● Data supplied
▼▼▼

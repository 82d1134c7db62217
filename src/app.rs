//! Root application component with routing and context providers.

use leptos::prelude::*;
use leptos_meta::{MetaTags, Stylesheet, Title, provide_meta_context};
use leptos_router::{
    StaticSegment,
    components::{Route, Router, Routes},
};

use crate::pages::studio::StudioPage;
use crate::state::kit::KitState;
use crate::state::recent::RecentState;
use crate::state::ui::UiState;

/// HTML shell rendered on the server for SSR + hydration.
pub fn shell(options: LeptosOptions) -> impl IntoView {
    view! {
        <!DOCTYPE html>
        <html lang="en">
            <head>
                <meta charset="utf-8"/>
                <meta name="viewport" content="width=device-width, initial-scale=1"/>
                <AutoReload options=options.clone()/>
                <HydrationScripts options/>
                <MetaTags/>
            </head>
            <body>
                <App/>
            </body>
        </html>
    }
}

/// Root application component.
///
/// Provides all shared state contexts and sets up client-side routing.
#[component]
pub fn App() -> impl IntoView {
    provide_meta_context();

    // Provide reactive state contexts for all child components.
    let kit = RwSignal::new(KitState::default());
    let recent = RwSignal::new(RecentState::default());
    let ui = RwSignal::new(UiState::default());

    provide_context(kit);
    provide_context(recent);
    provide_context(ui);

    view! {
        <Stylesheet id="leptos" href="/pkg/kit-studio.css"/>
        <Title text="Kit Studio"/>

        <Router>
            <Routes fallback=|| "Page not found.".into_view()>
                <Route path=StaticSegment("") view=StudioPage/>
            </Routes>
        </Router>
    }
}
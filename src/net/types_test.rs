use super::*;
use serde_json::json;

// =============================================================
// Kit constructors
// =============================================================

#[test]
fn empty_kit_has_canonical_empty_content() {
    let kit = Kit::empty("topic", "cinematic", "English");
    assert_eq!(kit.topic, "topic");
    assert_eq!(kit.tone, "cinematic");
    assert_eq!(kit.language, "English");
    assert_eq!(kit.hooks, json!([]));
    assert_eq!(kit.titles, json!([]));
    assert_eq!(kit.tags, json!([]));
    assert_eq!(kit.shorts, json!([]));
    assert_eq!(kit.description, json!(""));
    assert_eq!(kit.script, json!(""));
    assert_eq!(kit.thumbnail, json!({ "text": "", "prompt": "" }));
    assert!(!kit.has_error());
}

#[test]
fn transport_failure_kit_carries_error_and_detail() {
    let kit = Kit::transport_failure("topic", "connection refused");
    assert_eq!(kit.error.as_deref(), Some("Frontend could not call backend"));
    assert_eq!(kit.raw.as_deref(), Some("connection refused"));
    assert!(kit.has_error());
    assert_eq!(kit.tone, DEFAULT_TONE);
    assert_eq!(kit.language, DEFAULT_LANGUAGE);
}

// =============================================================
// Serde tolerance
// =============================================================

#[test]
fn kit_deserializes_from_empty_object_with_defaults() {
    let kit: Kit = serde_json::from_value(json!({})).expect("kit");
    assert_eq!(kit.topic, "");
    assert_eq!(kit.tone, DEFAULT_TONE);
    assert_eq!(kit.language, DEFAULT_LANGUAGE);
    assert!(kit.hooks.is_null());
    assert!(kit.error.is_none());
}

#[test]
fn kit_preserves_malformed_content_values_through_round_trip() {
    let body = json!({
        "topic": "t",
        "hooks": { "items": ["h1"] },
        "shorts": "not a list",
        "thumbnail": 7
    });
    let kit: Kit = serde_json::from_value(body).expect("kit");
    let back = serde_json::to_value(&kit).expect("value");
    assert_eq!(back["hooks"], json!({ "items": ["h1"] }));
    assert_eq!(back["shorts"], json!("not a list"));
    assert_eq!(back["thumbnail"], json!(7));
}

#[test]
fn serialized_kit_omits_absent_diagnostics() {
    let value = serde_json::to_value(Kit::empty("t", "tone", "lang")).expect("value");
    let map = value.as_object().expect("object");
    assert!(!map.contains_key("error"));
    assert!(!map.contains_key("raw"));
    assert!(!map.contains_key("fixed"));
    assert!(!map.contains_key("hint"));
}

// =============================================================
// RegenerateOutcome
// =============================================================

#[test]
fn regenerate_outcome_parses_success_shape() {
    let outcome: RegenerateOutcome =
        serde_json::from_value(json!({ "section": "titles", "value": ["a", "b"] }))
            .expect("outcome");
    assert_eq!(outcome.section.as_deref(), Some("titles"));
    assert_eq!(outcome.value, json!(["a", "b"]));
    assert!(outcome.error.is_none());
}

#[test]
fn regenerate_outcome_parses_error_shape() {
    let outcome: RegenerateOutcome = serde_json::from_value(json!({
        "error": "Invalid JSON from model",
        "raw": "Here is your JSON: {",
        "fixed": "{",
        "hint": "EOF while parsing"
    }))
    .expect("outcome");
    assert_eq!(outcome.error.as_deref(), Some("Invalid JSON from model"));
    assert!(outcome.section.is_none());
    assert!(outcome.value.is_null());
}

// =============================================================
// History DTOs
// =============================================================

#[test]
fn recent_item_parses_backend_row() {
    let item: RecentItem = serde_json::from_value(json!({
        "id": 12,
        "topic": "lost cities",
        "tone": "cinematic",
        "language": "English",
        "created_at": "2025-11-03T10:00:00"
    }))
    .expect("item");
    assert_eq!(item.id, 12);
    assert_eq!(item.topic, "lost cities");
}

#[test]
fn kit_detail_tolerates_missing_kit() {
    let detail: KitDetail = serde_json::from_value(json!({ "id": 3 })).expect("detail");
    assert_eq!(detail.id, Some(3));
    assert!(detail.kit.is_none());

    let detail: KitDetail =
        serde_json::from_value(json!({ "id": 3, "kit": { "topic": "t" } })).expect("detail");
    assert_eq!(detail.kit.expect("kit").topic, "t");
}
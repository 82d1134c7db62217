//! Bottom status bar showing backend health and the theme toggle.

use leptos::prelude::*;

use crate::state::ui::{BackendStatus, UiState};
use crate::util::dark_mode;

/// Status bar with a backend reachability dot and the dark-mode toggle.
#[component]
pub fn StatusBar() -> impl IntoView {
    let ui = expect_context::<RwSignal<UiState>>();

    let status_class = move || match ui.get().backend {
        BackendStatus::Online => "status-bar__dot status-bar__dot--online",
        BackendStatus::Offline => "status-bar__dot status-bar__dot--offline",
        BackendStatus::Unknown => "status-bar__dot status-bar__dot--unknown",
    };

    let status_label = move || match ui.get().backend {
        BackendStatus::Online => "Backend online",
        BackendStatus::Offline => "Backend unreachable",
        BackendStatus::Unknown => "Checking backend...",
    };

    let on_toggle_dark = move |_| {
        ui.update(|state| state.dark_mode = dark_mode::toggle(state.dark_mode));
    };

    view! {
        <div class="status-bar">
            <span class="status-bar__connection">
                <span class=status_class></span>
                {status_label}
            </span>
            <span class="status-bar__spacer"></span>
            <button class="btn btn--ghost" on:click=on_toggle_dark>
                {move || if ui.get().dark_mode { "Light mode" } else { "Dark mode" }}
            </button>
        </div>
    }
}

▲▲▲

● Assignment
The answer must contain every line of the material, unchanged.

● Your solution
repository 82d1134c7db62217
filename src/app.rs
//! Root application component with routing and context providers.

use leptos::prelude::*;
use leptos_meta::{MetaTags, Stylesheet, Title, provide_meta_context};
use leptos_router::{
    StaticSegment,
    components::{Route, Router, Routes},
};

use crate::pages::studio::StudioPage;
use crate::state::kit::KitState;
use crate::state::recent::RecentState;
use crate::state::ui::UiState;

/// HTML shell rendered on the server for SSR + hydration.
pub fn shell(options: LeptosOptions) -> impl IntoView {
    view! {
        <!DOCTYPE html>
        <html lang="en">
            <head>
                <meta charset="utf-8"/>
                <meta name="viewport" content="width=device-width, initial-scale=1"/>
                <AutoReload options=options.clone()/>
                <HydrationScripts options/>
                <MetaTags/>
            </head>
            <body>
                <App/>
            </body>
        </html>
    }
}

/// Root application component.
///
/// Provides all shared state contexts and sets up client-side routing.
#[component]
pub fn App() -> impl IntoView {
    provide_meta_context();

    // Provide reactive state contexts for all child components.
    let kit = RwSignal::new(KitState::default());
    let recent = RwSignal::new(RecentState::default());
    let ui = RwSignal::new(UiState::default());

    provide_context(kit);
    provide_context(recent);
    provide_context(ui);

    view! {
        <Stylesheet id="leptos" href="/pkg/kit-studio.css"/>
        <Title text="Kit Studio"/>

        <Router>
            <Routes fallback=|| "Page not found.".into_view()>
                <Route path=StaticSegment("") view=StudioPage/>
            </Routes>
        </Router>
    }
}
filename src/net/types_test.rs
use super::*;
use serde_json::json;

// =============================================================
// Kit constructors
// =============================================================

#[test]
fn empty_kit_has_canonical_empty_content() {
    let kit = Kit::empty("topic", "cinematic", "English");
    assert_eq!(kit.topic, "topic");
    assert_eq!(kit.tone, "cinematic");
    assert_eq!(kit.language, "English");
    assert_eq!(kit.hooks, json!([]));
    assert_eq!(kit.titles, json!([]));
    assert_eq!(kit.tags, json!([]));
    assert_eq!(kit.shorts, json!([]));
    assert_eq!(kit.description, json!(""));
    assert_eq!(kit.script, json!(""));
    assert_eq!(kit.thumbnail, json!({ "text": "", "prompt": "" }));
    assert!(!kit.has_error());
}

#[test]
fn transport_failure_kit_carries_error_and_detail() {
    let kit = Kit::transport_failure("topic", "connection refused");
    assert_eq!(kit.error.as_deref(), Some("Frontend could not call backend"));
    assert_eq!(kit.raw.as_deref(), Some("connection refused"));
    assert!(kit.has_error());
    assert_eq!(kit.tone, DEFAULT_TONE);
    assert_eq!(kit.language, DEFAULT_LANGUAGE);
}

// =============================================================
// Serde tolerance
// =============================================================

#[test]
fn kit_deserializes_from_empty_object_with_defaults() {
    let kit: Kit = serde_json::from_value(json!({})).expect("kit");
    assert_eq!(kit.topic, "");
    assert_eq!(kit.tone, DEFAULT_TONE);
    assert_eq!(kit.language, DEFAULT_LANGUAGE);
    assert!(kit.hooks.is_null());
    assert!(kit.error.is_none());
}

#[test]
fn kit_preserves_malformed_content_values_through_round_trip() {
    let body = json!({
        "topic": "t",
        "hooks": { "items": ["h1"] },
        "shorts": "not a list",
        "thumbnail": 7
    });
    let kit: Kit = serde_json::from_value(body).expect("kit");
    let back = serde_json::to_value(&kit).expect("value");
    assert_eq!(back["hooks"], json!({ "items": ["h1"] }));
    assert_eq!(back["shorts"], json!("not a list"));
    assert_eq!(back["thumbnail"], json!(7));
}

#[test]
fn serialized_kit_omits_absent_diagnostics() {
    let value = serde_json::to_value(Kit::empty("t", "tone", "lang")).expect("value");
    let map = value.as_object().expect("object");
    assert!(!map.contains_key("error"));
    assert!(!map.contains_key("raw"));
    assert!(!map.contains_key("fixed"));
    assert!(!map.contains_key("hint"));
}

// =============================================================
// RegenerateOutcome
// =============================================================

#[test]
fn regenerate_outcome_parses_success_shape() {
    let outcome: RegenerateOutcome =
        serde_json::from_value(json!({ "section": "titles", "value": ["a", "b"] }))
            .expect("outcome");
    assert_eq!(outcome.section.as_deref(), Some("titles"));
    assert_eq!(outcome.value, json!(["a", "b"]));
    assert!(outcome.error.is_none());
}

#[test]
fn regenerate_outcome_parses_error_shape() {
    let outcome: RegenerateOutcome = serde_json::from_value(json!({
        "error": "Invalid JSON from model",
        "raw": "Here is your JSON: {",
        "fixed": "{",
        "hint": "EOF while parsing"
    }))
    .expect("outcome");
    assert_eq!(outcome.error.as_deref(), Some("Invalid JSON from model"));
    assert!(outcome.section.is_none());
    assert!(outcome.value.is_null());
}

// =============================================================
// History DTOs
// =============================================================

#[test]
fn recent_item_parses_backend_row() {
    let item: RecentItem = serde_json::from_value(json!({
        "id": 12,
        "topic": "lost cities",
        "tone": "cinematic",
        "language": "English",
        "created_at": "2025-11-03T10:00:00"
    }))
    .expect("item");
    assert_eq!(item.id, 12);
    assert_eq!(item.topic, "lost cities");
}

#[test]
fn kit_detail_tolerates_missing_kit() {
    let detail: KitDetail = serde_json::from_value(json!({ "id": 3 })).expect("detail");
    assert_eq!(detail.id, Some(3));
    assert!(detail.kit.is_none());

    let detail: KitDetail =
        serde_json::from_value(json!({ "id": 3, "kit": { "topic": "t" } })).expect("detail");
    assert_eq!(detail.kit.expect("kit").topic, "t");
}
repository 82d1134c7db62217
//! Bottom status bar showing backend health and the theme toggle.

use leptos::prelude::*;

use crate::state::ui::{BackendStatus, UiState};
use crate::util::dark_mode;

/// Status bar with a backend reachability dot and the dark-mode toggle.
#[component]
pub fn StatusBar() -> impl IntoView {
    let ui = expect_context::<RwSignal<UiState>>();

    let status_class = move || match ui.get().backend {
        BackendStatus::Online => "status-bar__dot status-bar__dot--online",
        BackendStatus::Offline => "status-bar__dot status-bar__dot--offline",
        BackendStatus::Unknown => "status-bar__dot status-bar__dot--unknown",
    };

    let status_label = move || match ui.get().backend {
        BackendStatus::Online => "Backend online",
        BackendStatus::Offline => "Backend unreachable",
        BackendStatus::Unknown => "Checking backend...",
    };

    let on_toggle_dark = move |_| {
        ui.update(|state| state.dark_mode = dark_mode::toggle(state.dark_mode));
    };

    view! {
        <div class="status-bar">
            <span class="status-bar__connection">
                <span class=status_class></span>
                {status_label}
            </span>
            <span class="status-bar__spacer"></span>
            <button class="btn btn--ghost" on:click=on_toggle_dark>
                {move || if ui.get().dark_mode { "Light mode" } else { "Dark mode" }}
            </button>
        </div>
    }
}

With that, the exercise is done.